The Hereafter
Faced with $200,000 in debts in 1842 from the poor performance of his Caledonia iron
mill, friends suggested that Stevens declare bankruptcy. "Yes I could," he said. "I may
be forced to take advantage of the bankrupt laws in the next world, but that I will never
do in this. . . there is no way out of such things except to pay the uttermost farthing."

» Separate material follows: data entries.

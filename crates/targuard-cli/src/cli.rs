//! CLI argument parsing using clap.

use clap::ArgAction;
use clap::Parser;
use clap::Subcommand;
use clap_complete::Shell;
use std::path::PathBuf;

#[derive(Parser)]
#[command(name = "targuard")]
#[command(author, version, about, long_about = None)]
#[command(propagate_version = true)]
pub struct Cli {
    #[command(subcommand)]
    pub command: Commands,

    /// Increase log verbosity (-v info, -vv debug, -vvv trace)
    #[arg(short, long, global = true, action = ArgAction::Count)]
    pub verbose: u8,

    /// Suppress non-error output
    #[arg(short, long, global = true, conflicts_with = "verbose")]
    pub quiet: bool,

    /// Output results in JSON format
    #[arg(short, long, global = true)]
    pub json: bool,
}

#[derive(Subcommand)]
pub enum Commands {
    /// Extract archive contents
    Extract(ExtractArgs),
    /// List archive contents without extraction
    List(ListArgs),
    /// Check that an archive can be extracted safely
    Verify(VerifyArgs),
    /// Download an archive and extract it
    Fetch(FetchArgs),
    /// Run pipeline scenarios from a manifest
    Run(RunArgs),
    /// Generate shell completions
    Completion(CompletionArgs),
}

#[derive(clap::Args)]
pub struct ExtractArgs {
    /// Path to the archive file
    #[arg(value_name = "ARCHIVE")]
    pub archive: PathBuf,

    /// Output directory (default: current directory)
    #[arg(value_name = "OUTPUT_DIR")]
    pub output_dir: Option<PathBuf>,

    #[command(flatten)]
    pub options: ExtractOptions,
}

/// Extraction policy flags shared by `extract` and `fetch`.
#[derive(clap::Args, Debug, Default)]
pub struct ExtractOptions {
    /// Reject archives containing symlinks
    #[arg(long)]
    pub no_symlinks: bool,

    /// Reject archives containing hardlinks
    #[arg(long)]
    pub no_hardlinks: bool,

    /// Ignore permission bits stored in the archive
    #[arg(long)]
    pub no_preserve_permissions: bool,

    /// Fail instead of replacing existing files
    #[arg(long)]
    pub no_overwrite: bool,
}

#[derive(clap::Args)]
pub struct ListArgs {
    /// Path to the archive file
    #[arg(value_name = "ARCHIVE")]
    pub archive: PathBuf,

    /// Show detailed member information
    #[arg(short, long)]
    pub long: bool,

    /// Show sizes in human-readable format
    #[arg(short = 'H', long)]
    pub human_readable: bool,
}

#[derive(clap::Args)]
pub struct VerifyArgs {
    /// Path to the archive file
    #[arg(value_name = "ARCHIVE")]
    pub archive: PathBuf,

    /// Directory the archive would be extracted into (default: current directory)
    #[arg(value_name = "OUTPUT_DIR")]
    pub output_dir: Option<PathBuf>,
}

#[derive(clap::Args)]
pub struct FetchArgs {
    /// URL of a tar or tar.gz archive
    #[arg(value_name = "URL")]
    pub url: String,

    /// Output directory (default: current directory)
    #[arg(value_name = "OUTPUT_DIR")]
    pub output_dir: Option<PathBuf>,

    /// Request timeout in seconds
    #[arg(long, default_value = "300", value_parser = clap::value_parser!(u64).range(1..))]
    pub timeout: u64,

    #[command(flatten)]
    pub options: ExtractOptions,
}

#[derive(clap::Args)]
pub struct RunArgs {
    /// Path to the pipeline manifest (TOML)
    #[arg(value_name = "MANIFEST")]
    pub manifest: PathBuf,

    /// Run only the named scenario (can be repeated)
    #[arg(long = "scenario", short = 's', value_name = "NAME")]
    pub scenarios: Vec<String>,

    /// Skip scenarios that download archives
    #[arg(long)]
    pub skip_network: bool,
}

#[derive(clap::Args)]
pub struct CompletionArgs {
    /// Target shell
    #[arg(value_name = "SHELL", value_enum)]
    pub shell: Shell,
}
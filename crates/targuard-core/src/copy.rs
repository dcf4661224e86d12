//! Buffered copy of member payloads with progress reporting.

use std::io;
use std::io::Read;
use std::io::Write;

use crate::Result;

const COPY_BUFFER_SIZE: usize = 64 * 1024;

/// Reusable copy buffer, allocated once per extraction.
#[derive(Debug)]
pub struct CopyBuffer {
    buf: Vec<u8>,
}

impl CopyBuffer {
    /// Allocates a 64 KiB buffer.
    #[must_use]
    pub fn new() -> Self {
        Self {
            buf: vec![0u8; COPY_BUFFER_SIZE],
        }
    }

    /// Buffer size in bytes.
    #[must_use]
    pub fn size(&self) -> usize {
        self.buf.len()
    }
}

impl Default for CopyBuffer {
    fn default() -> Self {
        Self::new()
    }
}

/// Copies `reader` into `writer`, calling `on_chunk` after every write.
///
/// Returns the number of bytes copied.
pub fn copy_with_buffer<R, W, F>(
    reader: &mut R,
    writer: &mut W,
    buffer: &mut CopyBuffer,
    mut on_chunk: F,
) -> Result<u64>
where
    R: Read + ?Sized,
    W: Write + ?Sized,
    F: FnMut(u64),
{
    let mut total: u64 = 0;

    loop {
        let bytes_read = match reader.read(&mut buffer.buf) {
            Ok(0) => break,
            Ok(n) => n,
            Err(e) if e.kind() == io::ErrorKind::Interrupted => continue,
            Err(e) => return Err(e.into()),
        };

        writer.write_all(&buffer.buf[..bytes_read])?;

        let chunk = bytes_read as u64;
        total = total.saturating_add(chunk);
        on_chunk(chunk);
    }

    Ok(total)
}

Great Leveler, by Thomas Frederick Woodley, page 141
A letter writer to Stevens said he had been told that Stevens was an unbeliever, to
which Stevens replied: "I have always been a firm believer in the Bible. He is a fool
who disbelieves the existence of God as you say is charged on me. I also believe in the
existence of a hell for the especial benefit of this slanderer." Letter to John T. Keagy,
January 23, 1867. The Selected Papers of Thaddeus Stevens, Vol. 2, by Beverly
Wilson Palmer and Holly Byers Ochoa, page 243.
Slimy Creatures, Skunks, Asses, Bastards
When walking in Lancaster one day, Stevens turned on to South Queen Street and
encountered his old enemy Alexander Harris. "I never get out of the way of a skunk,"
said Harris. "I always do," was Stevens's reply as he walked around Harris. Thaddeus
Stevens, Nineteenth-Century Egalitarian, by Hans L. Trefousse, page 127
One day in the 1830s in the Pennsylvania Assembly, a fellow representative spoke
sharply against a measure Stevens had presented. Stevens took the floor and made a
short speech on the merits of the bill, completely ignoring what the prior speaker had
said. As he was about to sit down, he turned to glower upon his critic and said, "Mr.
Speaker, it will not be expected of me to notice the thing which has crawled into this
House and adheres to one of the seats by its own slime." Great Leveler, by Thomas
Frederick Woodley, page 10.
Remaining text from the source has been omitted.